In all the months of therapy, that I have had, since I was referred for help after my breakdown and diagnosis of anxiety disorder in 2013, one theme has come up, again and again, with my therapist talking me through how I handle life, and the wishes and expectations of others and the effect it has on my own mental health.
I am a people pleaser, by nature. I love making other people happy, and helping them. I love it when something I have done, meets the approval of others. I think that’s a normal human instinct, and part of our make up. However, when you are either trained, or it is ingrained in you that keeping everyone else happy, regardless of your own wants or needs, is how you should live your life, it becomes a control thing, and in my case, as probably in many others, it can put tremendous strain on your mental health.
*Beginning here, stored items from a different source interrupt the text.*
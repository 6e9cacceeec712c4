//! GStreamer playback surface
//!
//! Wraps `gstreamer-player`. Engine signals arrive on GStreamer threads and
//! are forwarded as [`SurfaceEvent`]s; props are applied on the caller's
//! thread. Desktop platforms have no audio-focus or becoming-noisy signals.

use anyhow::{Context, Result};
use gstreamer as gst;
use gstreamer::prelude::*;
use gstreamer_player as gst_player;
use reel_core::{EventSink, PlaybackSurface, ResizeMode, SurfaceEvent, SurfaceProps};
use std::sync::atomic::{AtomicBool, Ordering};
use std::sync::Arc;
use tracing::{debug, error, info, warn};

/// Sinks tried in order; the first installed one renders the video
const VIDEO_SINKS: [&str; 6] = [
    "glimagesink",
    "xvimagesink",
    "osxvideosink",
    "d3d11videosink",
    "ximagesink",
    "autovideosink",
];

/// Playback surface backed by a GStreamer player
pub struct GstSurface {
    player: gst_player::Player,
    /// Sink installed on the pipeline, when one could be created
    video_sink: Option<gst::Element>,
    /// Last props applied, to skip redundant engine calls
    applied: Option<SurfaceProps>,
    /// Whether the current source already reported its duration
    load_reported: Arc<AtomicBool>,
    repeat: Arc<AtomicBool>,
}

impl GstSurface {
    /// Create the engine and wire its signals into `events`
    pub fn new(events: EventSink) -> Result<Self> {
        gst::init().context("Failed to initialize GStreamer")?;

        let player = gst_player::Player::new(
            None::<gst_player::PlayerVideoRenderer>,
            None::<gst_player::PlayerSignalDispatcher>,
        );

        let video_sink = install_video_sink(&player);
        let load_reported = Arc::new(AtomicBool::new(false));
        let repeat = Arc::new(AtomicBool::new(false));

        let sink = events.clone();
        let reported = load_reported.clone();
        player.connect_duration_changed(move |_player, duration| {
            let Some(duration) = duration else { return };
            if duration.nseconds() == 0 || reported.swap(true, Ordering::SeqCst) {
                return;
            }
            let _ = sink.send(SurfaceEvent::load(duration.nseconds() as f64 / 1_000_000_000.0));
        });

        let sink = events.clone();
        player.connect_position_updated(move |_player, position| {
            if let Some(position) = position {
                let _ = sink.send(SurfaceEvent::progress(position.nseconds() as f64 / 1_000_000_000.0));
            }
        });

        let sink = events;
        let looping = repeat.clone();
        player.connect_end_of_stream(move |player| {
            if looping.load(Ordering::SeqCst) {
                debug!("End of stream, looping");
                player.seek(gst::ClockTime::ZERO);
                player.play();
                return;
            }
            let _ = sink.send(SurfaceEvent::End);
        });

        player.connect_error(|_player, error| {
            error!("Player error: {}", error);
        });

        player.connect_warning(|_player, warning| {
            warn!("Player warning: {}", warning);
        });

        Ok(Self {
            player,
            video_sink,
            applied: None,
            load_reported,
            repeat,
        })
    }

    fn apply_resize_mode(&self, mode: ResizeMode) {
        let Some(sink) = &self.video_sink else {
            debug!(mode = %mode, "No video sink to configure");
            return;
        };
        if sink.find_property("force-aspect-ratio").is_none() {
            debug!(mode = %mode, sink = %sink.name(), "Sink cannot change fit mode");
            return;
        }
        if mode == ResizeMode::Cover {
            // no cropping sink available; keep the aspect ratio like contain
            debug!("Cover rendered as contain");
        }
        sink.set_property("force-aspect-ratio", mode.keeps_aspect_ratio());
    }
}

impl PlaybackSurface for GstSurface {
    fn apply(&mut self, props: &SurfaceProps) -> reel_core::Result<()> {
        let previous = self.applied.take();
        let prev = previous.as_ref();

        if differs(prev, props, |p| p.source.clone()) {
            info!(uri = %props.source, "Loading");
            self.load_reported.store(false, Ordering::SeqCst);
            self.player.set_uri(Some(props.source.as_str()));
        }
        if differs(prev, props, |p| p.rate) {
            self.player.set_rate(props.rate.as_f64());
        }
        if differs(prev, props, |p| p.volume) {
            self.player.set_volume(props.volume.as_f64());
        }
        if differs(prev, props, |p| p.muted) {
            self.player.set_mute(props.muted);
        }
        if differs(prev, props, |p| p.resize_mode) {
            self.apply_resize_mode(props.resize_mode);
        }
        self.repeat.store(props.repeat, Ordering::SeqCst);

        // a new source always needs an explicit play/pause
        if differs(prev, props, |p| (p.paused, p.source.clone())) {
            if props.paused {
                self.player.pause();
            } else {
                self.player.play();
            }
        }

        self.applied = Some(props.clone());
        Ok(())
    }

    fn seek(&mut self, position: f64) -> reel_core::Result<()> {
        if !position.is_finite() || position < 0.0 {
            return Err(reel_core::Error::surface(format!("invalid seek position {position}")));
        }
        self.player
            .seek(gst::ClockTime::from_nseconds((position * 1_000_000_000.0) as u64));
        Ok(())
    }
}

impl Drop for GstSurface {
    fn drop(&mut self) {
        self.player.stop();
    }
}

/// True when there is nothing to compare against or `field` changed
fn differs<T: PartialEq>(
    previous: Option<&SurfaceProps>,
    next: &SurfaceProps,
    field: impl Fn(&SurfaceProps) -> T,
) -> bool {
    previous.map_or(true, |p| field(p) != field(next))
}

/// Put the first available sink on the pipeline
fn install_video_sink(player: &gst_player::Player) -> Option<gst::Element> {
    let name = VIDEO_SINKS
        .iter()
        .copied()
        .find(|name| gst::ElementFactory::find(name).is_some())?;

    match gst::ElementFactory::make(name).build() {
        Ok(sink) => {
            player.pipeline().set_property("video-sink", &sink);
            info!(sink = name, "Video sink selected");
            Some(sink)
        }
        Err(e) => {
            warn!(sink = name, error = %e, "Could not create video sink");
            None
        }
    }
}

/// Check that GStreamer can play HLS
pub fn check_gstreamer_installation() -> Result<Vec<String>> {
    gst::init().context("Failed to initialize GStreamer")?;

    let required_elements = [
        ("playbin", "Core playback"),
        ("hlsdemux", "HLS support"),
        ("decodebin", "Auto decoding"),
    ];

    Ok(required_elements
        .iter()
        .filter(|(element, _)| gst::ElementFactory::find(element).is_none())
        .map(|(element, desc)| format!("{} ({})", element, desc))
        .collect())
}

#[cfg(test)]
mod tests {
    use super::*;
    use reel_core::{PlaybackRate, PlaybackSettings};
    use url::Url;

    fn props(uri: &str, settings: &PlaybackSettings) -> SurfaceProps {
        SurfaceProps::new(Url::parse(uri).unwrap(), settings, false)
    }

    #[test]
    fn test_first_apply_sets_everything() {
        let next = props("https://example/a.m3u8", &PlaybackSettings::default());
        assert!(differs(None, &next, |p| p.rate));
        assert!(differs(None, &next, |p| p.muted));
        assert!(differs(None, &next, |p| (p.paused, p.source.clone())));
    }

    #[test]
    fn test_only_changed_fields_differ() {
        let settings = PlaybackSettings::default();
        let prev = props("https://example/a.m3u8", &settings);
        let next = props(
            "https://example/a.m3u8",
            &PlaybackSettings { rate: PlaybackRate::Double, ..settings },
        );

        assert!(differs(Some(&prev), &next, |p| p.rate));
        assert!(!differs(Some(&prev), &next, |p| p.volume));
        assert!(!differs(Some(&prev), &next, |p| p.resize_mode));
        assert!(!differs(Some(&prev), &next, |p| (p.paused, p.source.clone())));
    }

    #[test]
    fn test_new_source_needs_play_state() {
        let settings = PlaybackSettings::default();
        let prev = props("https://example/a.m3u8", &settings);
        let next = props("https://example/b.m3u8", &settings);

        // paused is unchanged but the new source still needs an explicit pause
        assert!(!differs(Some(&prev), &next, |p| p.paused));
        assert!(differs(Some(&prev), &next, |p| (p.paused, p.source.clone())));
    }
}
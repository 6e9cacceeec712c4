//! Vimeo player config resolution
//!
//! The player config document lists the HLS manifest once per CDN:
//!
//! ```text
//! { "request": { "files": { "hls": {
//!     "default_cdn": "akfire_interconnect_quic",
//!     "cdns": { "akfire_interconnect_quic": { "url": "https://.../playlist.m3u8" } }
//! } } } }
//! ```
//!
//! The entry named by `default_cdn` is the playback source. One request,
//! no authentication, no retry.

use crate::{
    config::{config_url, PlayerConfig, DEFAULT_CONFIG_ENDPOINT},
    types::VideoId,
    Error, Result,
};
use async_trait::async_trait;
use reqwest::Client;
use serde::Deserialize;
use std::collections::HashMap;
use std::time::Duration;
use tracing::{debug, info, instrument};
use url::Url;

/// Something that can turn a video id into a playable stream URL
#[async_trait]
pub trait ConfigSource: Send + Sync {
    async fn fetch_stream_url(&self, video_id: &VideoId) -> Result<Url>;
}

/// Player config document, reduced to the fields the player reads
#[derive(Debug, Clone, Deserialize)]
pub struct VimeoPlayerConfig {
    pub request: ConfigRequest,
}

#[derive(Debug, Clone, Deserialize)]
pub struct ConfigRequest {
    pub files: ConfigFiles,
}

#[derive(Debug, Clone, Deserialize)]
pub struct ConfigFiles {
    pub hls: HlsFiles,
}

#[derive(Debug, Clone, Deserialize)]
pub struct HlsFiles {
    pub default_cdn: String,
    pub cdns: HashMap<String, CdnEntry>,
}

#[derive(Debug, Clone, Deserialize)]
pub struct CdnEntry {
    pub url: String,
}

impl VimeoPlayerConfig {
    pub fn from_json(json: &str) -> Result<Self> {
        Ok(serde_json::from_str(json)?)
    }

    /// URL served by the default CDN
    pub fn stream_url(&self) -> Result<Url> {
        let hls = &self.request.files.hls;
        let entry = hls.cdns.get(&hls.default_cdn).ok_or_else(|| Error::MissingCdn {
            cdn: hls.default_cdn.clone(),
        })?;
        Ok(Url::parse(&entry.url)?)
    }
}

/// HTTP client for the Vimeo player config endpoint
pub struct VimeoConfigClient {
    client: Client,
    endpoint: String,
}

impl VimeoConfigClient {
    /// Client for the public endpoint, without a request timeout
    pub fn new() -> Result<Self> {
        Ok(Self::with_client(Client::builder().build()?, DEFAULT_CONFIG_ENDPOINT))
    }

    pub fn with_client(client: Client, endpoint: impl Into<String>) -> Self {
        Self {
            client,
            endpoint: endpoint.into(),
        }
    }

    /// Client honouring the endpoint and timeout of a [`PlayerConfig`]
    pub fn from_config(config: &PlayerConfig) -> Result<Self> {
        let mut builder = Client::builder();
        if let Some(ms) = config.request_timeout_ms {
            builder = builder.timeout(Duration::from_millis(ms));
        }
        Ok(Self::with_client(builder.build()?, config.config_endpoint.clone()))
    }

    pub fn endpoint(&self) -> &str {
        &self.endpoint
    }

    /// Fetch and decode the player config document
    #[instrument(skip(self), fields(endpoint = %self.endpoint))]
    pub async fn fetch_config(&self, video_id: &VideoId) -> Result<VimeoPlayerConfig> {
        let url = config_url(&self.endpoint, video_id)?;
        debug!(url = %url, "Requesting player config");

        let response = self.client.get(url.clone()).send().await?;
        let status = response.status();
        if !status.is_success() {
            return Err(Error::ConfigStatus {
                url: url.to_string(),
                status: status.as_u16(),
            });
        }

        let body = response.text().await?;
        debug!(bytes = body.len(), "Player config received");
        VimeoPlayerConfig::from_json(&body)
    }
}

#[async_trait]
impl ConfigSource for VimeoConfigClient {
    async fn fetch_stream_url(&self, video_id: &VideoId) -> Result<Url> {
        let config = self.fetch_config(video_id).await?;
        let url = config.stream_url()?;
        info!(
            video_id = %video_id,
            cdn = %config.request.files.hls.default_cdn,
            "Stream URL resolved"
        );
        Ok(url)
    }
}

/// A fixed stream URI, bypassing config resolution
#[derive(Debug, Clone)]
pub struct StaticSource(pub Url);

#[async_trait]
impl ConfigSource for StaticSource {
    async fn fetch_stream_url(&self, _video_id: &VideoId) -> Result<Url> {
        Ok(self.0.clone())
    }
}

#[cfg(test)]
mod tests {
    use super::*;

    const SAMPLE: &str = r#"{
        "request": {
            "files": {
                "hls": {
                    "default_cdn": "akfire_interconnect_quic",
                    "separate_av": true,
                    "cdns": {
                        "akfire_interconnect_quic": { "url": "https://example/stream.m3u8", "origin": "gcs" },
                        "fastly_skyfire": { "url": "https://fastly.example/stream.m3u8" }
                    }
                },
                "dash": {}
            },
            "timestamp": 1700000000
        },
        "video": { "id": 253989945 }
    }"#;

    #[test]
    fn test_default_cdn_selected() {
        let config = VimeoPlayerConfig::from_json(SAMPLE).unwrap();
        assert_eq!(config.stream_url().unwrap().as_str(), "https://example/stream.m3u8");
    }

    #[test]
    fn test_missing_default_cdn() {
        let json = r#"{"request":{"files":{"hls":{"default_cdn":"gone","cdns":{"other":{"url":"https://x/y.m3u8"}}}}}}"#;
        let err = VimeoPlayerConfig::from_json(json).unwrap().stream_url().unwrap_err();
        assert!(matches!(err, Error::MissingCdn { ref cdn } if cdn == "gone"));
    }

    #[test]
    fn test_missing_nested_field() {
        let err = VimeoPlayerConfig::from_json(r#"{"request":{"files":{}}}"#).unwrap_err();
        assert_eq!(err.error_code(), "CONFIG_PARSE");
    }

    #[test]
    fn test_bad_url() {
        let json = r#"{"request":{"files":{"hls":{"default_cdn":"a","cdns":{"a":{"url":"::::"}}}}}}"#;
        let err = VimeoPlayerConfig::from_json(json).unwrap().stream_url().unwrap_err();
        assert_eq!(err.error_code(), "INVALID_URL");
    }

    #[test]
    fn test_static_source() {
        let url = Url::parse("http://d23dyxeqlo5psv.cloudfront.net/big_buck_bunny.mp4").unwrap();
        let source = StaticSource(url.clone());
        let resolved = tokio_test::block_on(source.fetch_stream_url(&VideoId::new("ignored")));
        assert_eq!(resolved.unwrap(), url);
    }

    #[tokio::test]
    async fn test_unreachable_endpoint_is_network_error() {
        // nothing listens on port 1
        let client = VimeoConfigClient::with_client(Client::new(), "http://127.0.0.1:1/video");
        let err = client.fetch_stream_url(&VideoId::new("1")).await.unwrap_err();
        assert_eq!(err.error_code(), "NETWORK");
    }
}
I have spent a lot of time, in my life, trying to make other people happy, conforming myself to the needs and desires of others. In life, we do generally have to meet the needs of others, for example, our children. Sometimes my needs and wants come second to theirs, sometimes I will go out of my way to help others, before I meet my own needs, but a lot of my life has been about making other people happy, no matter what the cost is to me. Whether that is the cause of my anxiety issues, or whether I am a naturally anxious person, who tries to be a people pleaser and then struggles with the anxiety that that brings, I don’t know.
I spent many years after my mother died, in 1994, trying to be the person I think she would have wanted me to be, living my life in a way that would please her, or her ghost. This was not healthy, probably a reaction to her death, and the fact that we had not always had the easiest of relationships (being far too much alike) and that things had only just started to get easier, ironically when she became ill, and I wanted to keep that feeling.
I have spent much of my adult life trying to conform to the wishes and desires of others. I have tried to please people, and meet their desires and expectations, and because of course, it is not always possible to do that, and you can never make everyone happy, all the time, I find myself in the position of being an anxious person, desperately trying to be myself but terrified that those around my will not be happy and that I won’t be meeting what they want or expect for me.
What I do know is that I need to learn to look after myself, and I need to accept who I am, and whilst it is legitimate to want to look after people, please people, help people and make them happy, I simply cannot sacrifice myself for the wants and needs of others.
My therapist kept telling me “you are NOT responsible for the unmet needs and disappointments of the previous generation. You MUST choose your own path, you cannot live your life trying to please others and trying to fulfill their expectations at the expense of your own mental health”. She was and still is right.
It’s taken me 39, almost 40 years to realize this. It’s hard to try and change, to put down boundaries, to think of myself, or the needs of my own immediate loved ones, over the wants and needs of others who don’t really have a legitimate hold on my life. To accept that I am who I am, that what I am doing in my life is good, and I am living my life, growing my own family, for them, and for us, and not for anyone else.
It’s not easy, learning to retrain my mind, but I am working on it. I grow better every day. I grow stronger, I stand up for myself. I set a better example for my children, and most importantly I am teaching them that they too need to live life for themselves, and not spend life trying to please everyone else at their own expense. Teaching them to be loving, caring, amazing people, but not people who can be broken by the wishes of others. Something I wish I had been able to learn, a long time ago.